In the above snippet, the Translate method first stores the request into the database, does the translation, and then stores the result into the database. If the translation fails and throws an exception after the request is persisted, then the translation result might not be saved into the database, and I might end up with missing data. Ideally, if the translation fails, I do not want to persist anything to the database. The code issues commands via CQRS for the database operations. The problem is that the logic in the handlers persists the data when invoked, outside of a transaction. I would need to modify the handlers or add additional logic to roll back the changes if one of the operations fails. Clearly, using CQRS in this case is not the best approach. Instead, a better approach is to implement the Unit of Work pattern, grouping the operations as part of a single unit or transaction, with the ability to cancel or roll back if one of the operations fails. In fact, I have since refactored the code to follow the Unit of Work pattern, as shown in the snippet below.

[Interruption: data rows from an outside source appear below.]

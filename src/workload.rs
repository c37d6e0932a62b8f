//! 负载引擎
//! 持有配置、键空间、指标和共享读版本缓存，驱动全部 worker 并产出报告

use crate::config::{Options, WorkloadConfig, messages};
use crate::error::{AppError, ErrorContext, Result};
use crate::keyspace::KeyspaceModel;
use crate::metrics::{MetricsWindow, WorkloadMetrics};
use crate::ramp::RampController;
use crate::report::RunReport;
use crate::runner::TransactionRunner;
use crate::store::{Database, ReadYourWrites, Transaction};
use crate::version_cache::SharedVersionCache;
use futures_util::future::{Either, select, try_join_all};
use std::cell::Cell;
use std::convert::Infallible;
use std::pin::pin;
use std::sync::Arc;
use std::time::{Duration, Instant};
use tracing::info;

/// 一个客户端上的读写负载
pub struct Workload<D> {
    db: D,
    config: WorkloadConfig,
    keyspace: KeyspaceModel,
    ramp: RampController,
    window: MetricsWindow,
    metrics: Arc<WorkloadMetrics>,
    versions: SharedVersionCache<D>,
    seed: u64,
}

impl<D> Workload<D>
where
    D: Database + Clone + 'static,
    D::Transaction: 'static,
{
    pub fn new(db: D, config: WorkloadConfig) -> Result<Self> {
        config.validate().with_context(messages::INVALID_OPTIONS)?;
        let keyspace =
            KeyspaceModel::new(&config).with_context(messages::KEYSPACE_CHECK_FAILED)?;
        let ramp = RampController::new(config.test_duration, config.ramp_sweep_count);
        let window = MetricsWindow::from_config(&config);
        let metrics = Arc::new(WorkloadMetrics::new(config.sample_size));
        let seed = config.seed.unwrap_or_else(rand::random);
        Ok(Self {
            versions: SharedVersionCache::new(db.clone()),
            db,
            config,
            keyspace,
            ramp,
            window,
            metrics,
            seed,
        })
    }

    pub fn from_options(db: D, options: &Options) -> Result<Self> {
        let config = WorkloadConfig::from_options(options).with_context(messages::INVALID_OPTIONS)?;
        Self::new(db, config)
    }

    pub fn database(&self) -> &D {
        &self.db
    }

    pub fn config(&self) -> &WorkloadConfig {
        &self.config
    }

    pub fn keyspace(&self) -> &KeyspaceModel {
        &self.keyspace
    }

    pub fn ramp(&self) -> &RampController {
        &self.ramp
    }

    pub fn window(&self) -> &MetricsWindow {
        &self.window
    }

    pub fn metrics(&self) -> &Arc<WorkloadMetrics> {
        &self.metrics
    }

    pub fn versions(&self) -> &SharedVersionCache<D> {
        &self.versions
    }

    /// 第 `index` 个 worker
    pub fn runner<'a>(
        &'a self,
        index: usize,
        begin: Instant,
        stop: &'a Cell<bool>,
    ) -> TransactionRunner<'a, D> {
        TransactionRunner::new(self, index, begin, stop, self.seed)
    }

    /// 读一个随机键让连接就绪，然后等待剩余的稳定时间
    pub async fn warm_up(&self) -> Result<()> {
        let started = Instant::now();
        let index = self
            .keyspace
            .random_index(&mut rand::rng(), self.keyspace.node_count());
        let key = self.keyspace.key_for_index(index, false);

        let mut tr = self.db.create_transaction();
        loop {
            match tr.get(&key).await {
                Ok(_) => break,
                Err(e) => tr
                    .on_error(e)
                    .await
                    .map_err(AppError::Store)
                    .with_context(messages::WARMUP_FAILED)?,
            }
        }

        let settle = Duration::from_secs(1)
            .saturating_sub(started.elapsed())
            .max(Duration::from_millis(100));
        compio::time::sleep(settle).await;
        Ok(())
    }

    /// 运行到 testDuration 结束，返回最终报告
    pub async fn run(&self) -> Result<RunReport> {
        if self.config.warm_up {
            self.warm_up().await?;
        }

        let begin = Instant::now();
        let stop = Cell::new(false);
        info!(
            client = self.config.client_id,
            workers = self.config.actor_count,
            tps = self.config.transactions_per_second,
            duration = self.config.test_duration.as_secs_f64(),
            "workload starting"
        );

        let use_ryw = self.config.use_ryw;
        let workers = try_join_all((0..self.config.actor_count).map(|index| {
            let runner = self.runner(index, begin, &stop);
            async move {
                if use_ryw {
                    runner
                        .run(|db: &D| ReadYourWrites::new(db.create_transaction()))
                        .await
                } else {
                    runner.run(|db: &D| db.create_transaction()).await
                }
            }
        }));

        let driven = async {
            let workers = pin!(workers);
            let deadline = pin!(compio::time::sleep(self.config.test_duration));
            match select(workers, deadline).await {
                Either::Left((result, _)) => result.map(|_| ()),
                Either::Right((_, workers)) => {
                    if self.config.cancel_workers_at_duration {
                        return Ok(());
                    }
                    stop.set(true);
                    workers.await.map(|_| ())
                }
            }
        };

        let logger = async {
            if self.config.enable_read_latency_logging {
                self.log_periodically(begin).await
            } else {
                std::future::pending::<Infallible>().await
            }
        };

        let result = match select(pin!(driven), pin!(logger)).await {
            Either::Left((result, _)) => result,
            Either::Right((never, _)) => match never {},
        };
        result.with_context(messages::WORKER_FAILED)?;

        let elapsed = begin.elapsed();
        let mut measured_duration = self.window.duration();
        if elapsed < self.window.end() {
            measured_duration = elapsed.saturating_sub(self.window.start());
        }

        let counters = self.metrics.counters.snapshot();
        info!(
            client = self.config.client_id,
            a_transactions = counters.a_transactions,
            b_transactions = counters.b_transactions,
            retries = counters.retries,
            total_retries = counters.total_retries,
            measured = measured_duration.as_secs_f64(),
            "workload finished"
        );

        Ok(RunReport {
            measured_duration,
            counters,
            latencies: self.metrics.summaries(),
            periodic: self.metrics.periodic(),
        })
    }

    async fn log_periodically(&self, begin: Instant) -> Infallible {
        let interval = self.config.periodic_logging_interval;
        let mut elapsed = Duration::ZERO;
        let mut last_operations = 0;
        loop {
            elapsed += interval;
            compio::time::sleep_until(begin + elapsed).await;
            let operations = self.metrics.counters.snapshot().operations(&self.config);
            if let Some(snapshot) =
                self.window
                    .drain(&self.metrics, elapsed, interval, operations, last_operations)
            {
                self.metrics.push_periodic(snapshot.to_perf_metrics());
            }
            last_operations = operations;
        }
    }
}

impl<D> std::fmt::Debug for Workload<D> {
    fn fmt(&self, f: &mut std::fmt::Formatter<'_>) -> std::fmt::Result {
        f.debug_struct("Workload")
            .field("config", &self.config)
            .field("window", &self.window)
            .finish()
    }
}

  public async Task<DocumentTranslationResultDto> TranslateDocumentAsync(DocumentTranslationRequestDto requestDto, CancellationToken? cancellationToken)
  {
      ValidateTranslationRequest(requestDto);
      
      var documentTranslationRequest = entityConversionService.Convert<DocumentTranslationRequestDto, DocumentTranslationRequestT>(requestDto);

      try
      {
          var translationRequest = await documentTranslationUnitOfWork.Add(documentTranslationRequest);

          var translator = documentTranslatorFactory.GetTranslator(requestDto.TranslationEngine);
          var translationResultDto = await translator.Translate(requestDto);

          ValidateTranslationResult(translationResultDto);

          await PersistDocumentTranslation(
              translationResultDto!.InputMetadata!,
              translationResultDto.OutputMetadata!,
              translationRequest);

          // Ensure that changes are saved to the database
          await documentTranslationUnitOfWork.SaveChangesAsync(cancellationToken ?? CancellationToken.None);

          return translationResultDto;
      }
      catch (Exception e)
      {
          if (e is TranslationFailedException)
          {
              throw; // Re-throw known translation exceptions
          }
          throw new TranslationFailedException("An error occurred during document translation.", e);
      }
      finally
      {
          await documentTranslationUnitOfWork.DisposeAsync();
      }
  }

A nice effect of the refactoring is that the high-level business logic just relies on plain interfaces, without the MediatR library, and so I am able to place the class in the Core layer, which is where I feel it should belong. The implementation of the Unit of Work is in Infrastructure since it mostly deals with data in the database, which is appropriate.

In retrospect, the CQRS pattern is one of the great patterns to understand and utilize. However, it’s not always appropriate or the best choice. If you don’t fully understand the pattern, you may end up making the codebase more complex than necessary. As for the warning sign—if you find that most of the code in the Core layer is just interfaces with little business logic, or if you need to depend on the MediatR library in Core—it may be a sign that you are overapplying CQRS.